Beijing, April 8, 2014, — Professor Shi Yigong, Dean of School of Life Sciences, Tsinghua University, was awarded the Gregori Aminoff Prize in Crystallography 2014 at the Royal Swedish Academy of Sciences’ Annual Meeting on March 31. He is the first scientist from China who has won the Prize since it was established in 1979.
Prof. Shi Yigong (left) receives the Aminoff Prize.

Professor Shi was awarded the prize “for his groundbreaking crystallographic studies of proteins and protein complexes that regulate programmed cell death”, according to the Royal Swedish Academy of Sciences.

In order for an organism to survive, its cells need to be replaced regularly; for each cell that dies a new cell has to be created. Programmed cell death (apoptosis) is thus an important mechanism for all living organisms as the amount of cells in the organism needs to be constant. Each day billions of cells die due to apoptosis and equilibrium is maintained due to the same amount of cells being born. The process of apoptosis is very carefully regulated by a large amount of pro- and anti-apoptotic proteins that interplay in a very intricate and complex manner.
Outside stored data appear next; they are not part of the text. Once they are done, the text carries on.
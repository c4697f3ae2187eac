//! Failures inside the write path
//!
//! None of these ever reach the caller of an emit operation. The writer turns
//! them into a `[LOGGER ERROR]` console line, except file failures which are
//! dropped silently.

use std::io;
use std::path::PathBuf;

use thiserror::Error;

use super::template::TemplateError;

#[derive(Debug, Error)]
pub enum LogWriteError {
    #[error("Formatting error: {0}")]
    Format(#[from] TemplateError),

    #[error("Console write failed: {0}")]
    Console(#[source] io::Error),

    #[error("Failed to append to {}: {source}", .path.display())]
    File { path: PathBuf, source: io::Error },
}

impl LogWriteError {
    /// Whether this failure is reported on the console
    pub fn is_reported(&self) -> bool {
        !matches!(self, LogWriteError::File { .. })
    }
}

#[cfg(test)]
mod tests {
    use super::*;

    #[test]
    fn test_reporting_policy() {
        let format = LogWriteError::from(TemplateError::UnbalancedBrace(0));
        assert!(format.is_reported());
        assert_eq!(format.to_string(), "Formatting error: Unbalanced brace at byte 0");

        let console = LogWriteError::Console(io::Error::new(io::ErrorKind::BrokenPipe, "closed"));
        assert!(console.is_reported());

        let file = LogWriteError::File {
            path: PathBuf::from("/readonly/app.log"),
            source: io::Error::new(io::ErrorKind::PermissionDenied, "denied"),
        };
        assert!(!file.is_reported());
        assert_eq!(file.to_string(), "Failed to append to /readonly/app.log: denied");
    }
}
Shi’s crystallographic studies of the proteins that are part of the apoptotic machinery have not only resulted in the mapping of the proteins’ three-dimensional structures, but have also led to a detailed understanding of the mechanisms that regulate the system. Shi has studied apoptotic mechanisms in human cells, as well as in fruit flies (Drosophila melanogaster) and roundworms (Caenorhabditis elegans). Shi Yigong and his collaborators have mapped the complex structural foundation for the activation of pro-apoptotic caspase enzymes, i.e., the enzymes that activate cell death, and they have demonstrated the significance of a carefully regulated interplay between different proteins in the cell.

Prof. Shi has also contributed many pioneering insights to other scientific fields. His research team has, for instance, determined the structure of one variant of the presenilin family, a group of transmembrane enzymes that among other things play a part in the genesis and development of Alzheimer’s disease.